Embodiments of the invention also may be implemented in distributed computing environment, and wherein task is undertaken by the teleprocessing equipment that links by communication network.In distributed computing environment, program module both can be positioned at local memory device, also can be positioned at remote storage device.Thus, computer system 110 and/or one or more networked devices 146 can be thin (thin) client computer of handling hardly or not handling.

Computer system 110 can comprise certain operations person and peripheral system, as shown below, for example, may be operably coupled to direct access storage device 138 high capacity memory interface 137, may be operably coupled to the video interface 140 of display 142 and may be operably coupled to the network interface 144 of a plurality of networked devices 146.Display 142 can be any picture output device of output visual information.

Computer system 110 comprises at least one processor 112 as shown, and it obtains instruction and data from primary memory 116 through bus 114.Processor 112 can be any processor that is suitable for supporting method of the present invention.

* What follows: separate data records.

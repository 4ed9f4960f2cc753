// ============================================================================
// DATA STRUCTURES - Ideas, comments, notifications, templates
// ============================================================================
//
// Field names serialize in camelCase so saved documents keep the same shape
// as the browser build's local storage (createdAt, lastUpdated, templateId...).

use chrono::{DateTime, Utc};
use ratatui::style::Color;
use uuid::Uuid;

pub const ANONYMOUS_AUTHOR: &str = "Anonymous";

#[derive(Debug, Clone, Copy, PartialEq, Eq, Hash, serde::Serialize, serde::Deserialize)]
#[serde(rename_all = "lowercase")]
pub enum Label {
    Best,
    Worst,
}

impl Label {
    pub fn as_str(&self) -> &'static str {
        match self {
            Label::Best => "best",
            Label::Worst => "worst",
        }
    }

    pub fn badge(&self) -> &'static str {
        match self {
            Label::Best => "Best Idea",
            Label::Worst => "Worst Idea",
        }
    }

    pub fn color(&self) -> Color {
        match self {
            Label::Best => Color::Yellow,
            Label::Worst => Color::Red,
        }
    }
}

#[derive(Debug, Clone, PartialEq, serde::Serialize, serde::Deserialize)]
#[serde(rename_all = "camelCase")]
pub struct Comment {
    pub id: Uuid,
    pub idea_id: Uuid,
    pub author: String,
    pub content: String,
    pub created_at: DateTime<Utc>,
}

#[derive(Debug, Clone, PartialEq, serde::Serialize, serde::Deserialize)]
#[serde(rename_all = "camelCase")]
pub struct Idea {
    pub id: Uuid,
    pub title: String,
    #[serde(default)]
    pub description: String,
    #[serde(default)]
    pub category: Option<String>,
    #[serde(default)]
    pub label: Option<Label>,
    pub created_at: DateTime<Utc>,
    #[serde(default)]
    pub last_updated: Option<DateTime<Utc>>,
    #[serde(default)]
    pub shared: bool,
    #[serde(default)]
    pub collaborators: Vec<String>,
    #[serde(default)]
    pub comments: Vec<Comment>,
    #[serde(default)]
    pub template_id: Option<Uuid>,
}

impl Idea {
    pub fn new(draft: IdeaDraft, now: DateTime<Utc>) -> Self {
        Self {
            id: Uuid::new_v4(),
            title: draft.title,
            description: draft.description,
            category: draft.category,
            label: None,
            created_at: now,
            last_updated: Some(now),
            shared: false,
            collaborators: Vec::new(),
            comments: Vec::new(),
            template_id: draft.template_id,
        }
    }

    /// Applies every field present in the patch. An inner `None` clears an
    /// optional field, an outer `None` leaves it alone.
    pub fn apply(&mut self, patch: IdeaPatch, now: DateTime<Utc>) {
        if let Some(title) = patch.title {
            self.title = title;
        }
        if let Some(description) = patch.description {
            self.description = description;
        }
        if let Some(category) = patch.category {
            self.category = category;
        }
        if let Some(label) = patch.label {
            self.label = label;
        }
        self.last_updated = Some(now);
    }
}

/// Fields supplied by the user when creating an idea.
#[derive(Debug, Clone, Default, PartialEq)]
pub struct IdeaDraft {
    pub title: String,
    pub description: String,
    pub category: Option<String>,
    pub template_id: Option<Uuid>,
}

#[derive(Debug, Clone, Default, PartialEq)]
pub struct IdeaPatch {
    pub title: Option<String>,
    pub description: Option<String>,
    pub category: Option<Option<String>>,
    pub label: Option<Option<Label>>,
}

#[derive(Debug, Clone, Copy, PartialEq, Eq, serde::Serialize, serde::Deserialize)]
#[serde(rename_all = "lowercase")]
pub enum NotificationKind {
    Share,
    Comment,
    Update,
}

impl NotificationKind {
    pub fn label(&self) -> &'static str {
        match self {
            NotificationKind::Share => "share",
            NotificationKind::Comment => "comment",
            NotificationKind::Update => "update",
        }
    }

    pub fn color(&self) -> Color {
        match self {
            NotificationKind::Share => Color::Blue,
            NotificationKind::Comment => Color::Green,
            NotificationKind::Update => Color::LightRed,
        }
    }
}

#[derive(Debug, Clone, PartialEq, serde::Serialize, serde::Deserialize)]
#[serde(rename_all = "camelCase")]
pub struct Notification {
    pub id: Uuid,
    pub message: String,
    #[serde(rename = "type")]
    pub kind: NotificationKind,
    #[serde(default)]
    pub read: bool,
    pub created_at: DateTime<Utc>,
}

impl Notification {
    pub fn new(message: String, kind: NotificationKind, now: DateTime<Utc>) -> Self {
        Self {
            id: Uuid::new_v4(),
            message,
            kind,
            read: false,
            created_at: now,
        }
    }
}

#[derive(Debug, Clone, PartialEq, serde::Serialize, serde::Deserialize)]
#[serde(rename_all = "camelCase")]
pub struct Template {
    pub id: Uuid,
    pub name: String,
    #[serde(default)]
    pub description: String,
    #[serde(default)]
    pub default_category: Option<String>,
}

#[derive(Debug, Clone, Default, PartialEq)]
pub struct TemplateDraft {
    pub name: String,
    pub description: String,
    pub default_category: Option<String>,
}

/// Human readable age, e.g. "5 minutes ago".
pub fn time_ago(then: DateTime<Utc>, now: DateTime<Utc>) -> String {
    let secs = (now - then).num_seconds().max(0);
    let (value, unit) = match secs {
        0..=44 => return "less than a minute ago".to_string(),
        45..=3_599 => ((secs + 30) / 60, "minute"),
        3_600..=86_399 => ((secs + 1_800) / 3_600, "hour"),
        86_400..=2_591_999 => ((secs + 43_200) / 86_400, "day"),
        2_592_000..=31_535_999 => ((secs + 1_296_000) / 2_592_000, "month"),
        _ => (secs / 31_536_000, "year"),
    };
    let value = value.max(1);
    if value == 1 {
        format!("1 {} ago", unit)
    } else {
        format!("{} {}s ago", value, unit)
    }
}

#[cfg(test)]
mod tests {
    use super::*;
    use chrono::{Duration, TimeZone};

    fn at(y: i32, m: u32, d: u32) -> DateTime<Utc> {
        Utc.with_ymd_and_hms(y, m, d, 12, 0, 0).unwrap()
    }

    #[test]
    fn idea_json_uses_browser_field_names() {
        let mut idea = Idea::new(
            IdeaDraft {
                title: "Solar kettle".to_string(),
                ..Default::default()
            },
            at(2024, 3, 1),
        );
        idea.label = Some(Label::Best);

        let json = serde_json::to_value(&idea).unwrap();
        assert_eq!(json["label"], "best");
        assert!(json.get("createdAt").is_some());
        assert!(json.get("lastUpdated").is_some());
        assert!(json.get("templateId").is_some());
    }

    #[test]
    fn idea_without_optional_fields_deserializes() {
        let raw = r#"{"id":"7f2c3c5e-6a43-4a52-9d6c-2f0e0d9f8a11","title":"Old idea","createdAt":"2023-05-04T10:00:00.000Z"}"#;
        let idea: Idea = serde_json::from_str(raw).unwrap();
        assert_eq!(idea.title, "Old idea");
        assert!(idea.comments.is_empty());
        assert!(idea.collaborators.is_empty());
        assert!(!idea.shared);
        assert_eq!(idea.label, None);
        assert_eq!(idea.last_updated, None);
    }

    #[test]
    fn notification_kind_serializes_as_type() {
        let n = Notification::new("hi".to_string(), NotificationKind::Share, at(2024, 1, 1));
        let json = serde_json::to_value(&n).unwrap();
        assert_eq!(json["type"], "share");
        assert_eq!(json["read"], false);
    }

    #[test]
    fn patch_clears_category_and_bumps_timestamp() {
        let created = at(2024, 1, 1);
        let mut idea = Idea::new(
            IdeaDraft {
                title: "t".to_string(),
                category: Some("Art".to_string()),
                ..Default::default()
            },
            created,
        );
        let later = created + Duration::hours(2);
        idea.apply(
            IdeaPatch {
                category: Some(None),
                ..Default::default()
            },
            later,
        );
        assert_eq!(idea.category, None);
        assert_eq!(idea.title, "t");
        assert_eq!(idea.last_updated, Some(later));
        assert_eq!(idea.created_at, created);
    }

    #[test]
    fn time_ago_buckets() {
        let now = at(2024, 6, 1);
        assert_eq!(time_ago(now, now), "less than a minute ago");
        assert_eq!(time_ago(now - Duration::minutes(5), now), "5 minutes ago");
        assert_eq!(time_ago(now - Duration::hours(1), now), "1 hour ago");
        assert_eq!(time_ago(now - Duration::days(3), now), "3 days ago");
    }
}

Primary memory 116 is any enough big so that can hold the storer of necessary program and data structure.Primary memory 116 can be a memory device or its combination, comprises random access memory, non-volatile or backup of memory (for example programmable storage or flash memory, ROM (read-only memory) etc.).In addition, storer 116 can be believed to comprise the storer at physical location other place in computer system 110 or computing environment 100, for example as virtual memory or be stored in mass-memory unit (for example direct access storage device 138) or be coupled to any memory capacity of another computing machine of computer system 110 through bus 114.

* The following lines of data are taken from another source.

fn toggle_faq<S: Storage>(app: &mut App<S>, idx: usize) {
    app.current_faq_idx = idx;
    app.expanded_faq = if app.expanded_faq == Some(idx) {
        None
    } else {
        Some(idx)
    };
}

// ============================================================================
// MOUSE
// ============================================================================

pub fn handle_mouse<S: Storage>(app: &mut App<S>, mouse: MouseEvent) {
    if app.show_help {
        match mouse.kind {
            MouseEventKind::ScrollUp => app.help_scroll = app.help_scroll.saturating_sub(3),
            MouseEventKind::ScrollDown => scroll_help_down(app, 3),
            _ => {}
        }
        return;
    }

    if app.is_editing() || app.error_showing() {
        return;
    }

    match mouse.kind {
        MouseEventKind::Down(MouseButton::Left) => {
            for (route, rect) in app.nav_btns.clone() {
                if inside_rect(mouse, rect) {
                    app.navigate(route);
                    return;
                }
            }

            if inside_rect(mouse, app.bell_btn) {
                app.show_notifications = !app.show_notifications;
                app.current_notification_idx = 0;
                return;
            }

            if app.show_notifications {
                if let Some(idx) = find_clicked_item(mouse, &app.notification_items) {
                    mark_notification_read(app, idx);
                }
                return;
            }

            if let Some(tab) = app
                .tab_btns
                .iter()
                .find(|(_, rect)| inside_rect(mouse, *rect))
                .map(|(tab, _)| *tab)
            {
                app.tab = tab;
                app.current_idea_idx = 0;
                return;
            }

            if let Some(idx) = find_clicked_item(mouse, &app.list_items) {
                match app.route {
                    Route::Ideas => app.current_idea_idx = idx,
                    Route::Categories => app.current_category_idx = idx,
                    Route::Templates => app.current_template_idx = idx,
                    Route::Faq => toggle_faq(app, idx),
                    _ => {}
                }
            }
        }
        MouseEventKind::ScrollUp => scroll_selection(app, false),
        MouseEventKind::ScrollDown => scroll_selection(app, true),
        _ => {}
    }
}

fn scroll_selection<S: Storage>(app: &mut App<S>, down: bool) {
    let (idx, len) = match app.route {
        Route::Ideas => {
            let len = app.visible_ideas().len();
            (&mut app.current_idea_idx, len)
        }
        Route::Categories => (&mut app.current_category_idx, app.store.categories().len()),
        Route::Templates => (&mut app.current_template_idx, app.store.templates().len()),
        Route::Faq => (&mut app.current_faq_idx, FAQ_ENTRIES.len()),
        _ => return,
    };
    if down {
        if *idx + 1 < len {
            *idx += 1;
        }
    } else {
        *idx = idx.saturating_sub(1);
    }
}

pub fn inside_rect(mouse: MouseEvent, rect: Rect) -> bool {
    mouse.row >= rect.y
        && mouse.row < rect.y + rect.height
        && mouse.column >= rect.x
        && mouse.column < rect.x + rect.width
}

fn find_clicked_item(mouse: MouseEvent, items: &[(usize, Rect)]) -> Option<usize> {
    items
        .iter()
        .find(|(_, rect)| inside_rect(mouse, *rect))
        .map(|(idx, _)| *idx)
}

Storer 116 disposes with operating system 118 as shown.Operating system 118 is the software that is used for the operation of managing computer system 110.The example of operating system 118 comprises IBM OS/400 , UNIX, Microsoft Deng.

Storer 116 also comprises one or more application programs 120 and has the task manager 130 of system status parameter monitor 132, event monitor 134 and action processing unit 136.Application program 120 and task manager 130 are to comprise a plurality of instruction software products, and described instruction resides at various storeies and memory device in the computing environment 100 constantly at each.When being read and carrying out by the one or more processors 112 in the computer system 110, application program 120 and task manager 130 make computer system 110 carry out steps necessary, to carry out step or the element that embodies each side of the present invention.Application program 120 can be mutual with database 139 (shown in storer 138).Any set of database 139 representative datas, and no matter the specific physical representation mode of data.Task manager 130 has a plurality of components as shown.Yet task manager 130 also can not provide the component of separation and implement, for example as the single software product of implementing in the process mode.Task manager 130 further describes with reference to Fig. 2.

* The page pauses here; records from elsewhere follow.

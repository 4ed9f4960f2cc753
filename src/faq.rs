pub struct FaqEntry {
    pub question: &'static str,
    pub answer: &'static str,
}

pub const FAQ_ENTRIES: &[FaqEntry] = &[
    FaqEntry {
        question: "What is IdeaSpark?",
        answer: "IdeaSpark helps you capture, organize, and evaluate your ideas. Add descriptions, file ideas under categories, and label them 'best' or 'worst' to track which ones are worth pursuing.",
    },
    FaqEntry {
        question: "How do I add a new idea?",
        answer: "Open the Ideas page (press 2) and press 'a'. Fill in the title, an optional category and a description, then press Ctrl+S to save or Esc to cancel.",
    },
    FaqEntry {
        question: "Can I edit my ideas after adding them?",
        answer: "Yes. Select an idea on the Ideas page and press 'e'. The editor opens with the current title, category and description.",
    },
    FaqEntry {
        question: "What does the 'best' and 'worst' labeling system do?",
        answer: "Press 'b' to mark the selected idea as best or 'w' to mark it as worst. Pressing the same key again removes the label. Use Left/Right to switch between the All, Best, Worst, Shared and Unlabeled tabs.",
    },
    FaqEntry {
        question: "Where is my data stored?",
        answer: "Everything is saved as JSON files in your data directory (~/.local/share/ideaspark on Linux, or IDEASPARK_DATA_DIR if set). Nothing is sent anywhere. Deleting that directory removes your ideas.",
    },
    FaqEntry {
        question: "Can I export my ideas?",
        answer: "Yes. On the Ideas page press 'x' for a CSV file or 't' for a readable text report. Files are written to your Downloads folder (or IDEASPARK_EXPORT_DIR) as ideas_export_<date>. Press 'o' afterwards to open the file.",
    },
    FaqEntry {
        question: "How do I delete an idea?",
        answer: "Select it on the Ideas page and press 'd'. This cannot be undone.",
    },
    FaqEntry {
        question: "Why can't I delete a category?",
        answer: "A category can only be deleted once no idea uses it. Re-file or delete those ideas first, or rename the category with 'r' instead.",
    },
    FaqEntry {
        question: "How do I filter or search for specific ideas?",
        answer: "On the Ideas page press '/' and type to search titles and descriptions. Press 'f' to cycle through category filters and 'r' to reset all filters.",
    },
    FaqEntry {
        question: "Does sharing send anything to my collaborators?",
        answer: "No. Sharing records the collaborator's email on the idea and marks it as shared; there is no network transport.",
    },
];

Fig. 2 shows the illustrative relational view 200 of task manager 130 of the present invention and other parts.Task manager 130 is configured to feasible following fault in the data disposal system 110 is given a forecast becomes possibility.And then, task manager 130 for to avoid/solve and cause the problem of this fault to provide support.In one embodiment, the evolution of the one or more processing of task manager 130 by will running on data handling system 110 and the state of data handling system 110 change carry out relevant, thereby identification problem.When identifying the problem that causes fault when being correlated with, task manager is discerned the predetermined action of taking.Predetermined action is designed to avoid fault, or discerns and collect the key message that can deal with problems rapidly.Debugging when task manager 130 can in one or more processing, may be relevant with the solution of the problem of being discerned by determining to occur in, promptly be used for the fault generation and the incident of analysis purpose, thereby identification key message.

In one embodiment, task manager 130 starts background thread for each processing that runs on data handling system 110.Processing for example can be the example of carrying out application and moves.In one embodiment, background thread is promptly implemented by system status parameter monitor 132, event monitor 134 and action processing unit 136 by the composition function of task manager 130.These functions and as described below alternately.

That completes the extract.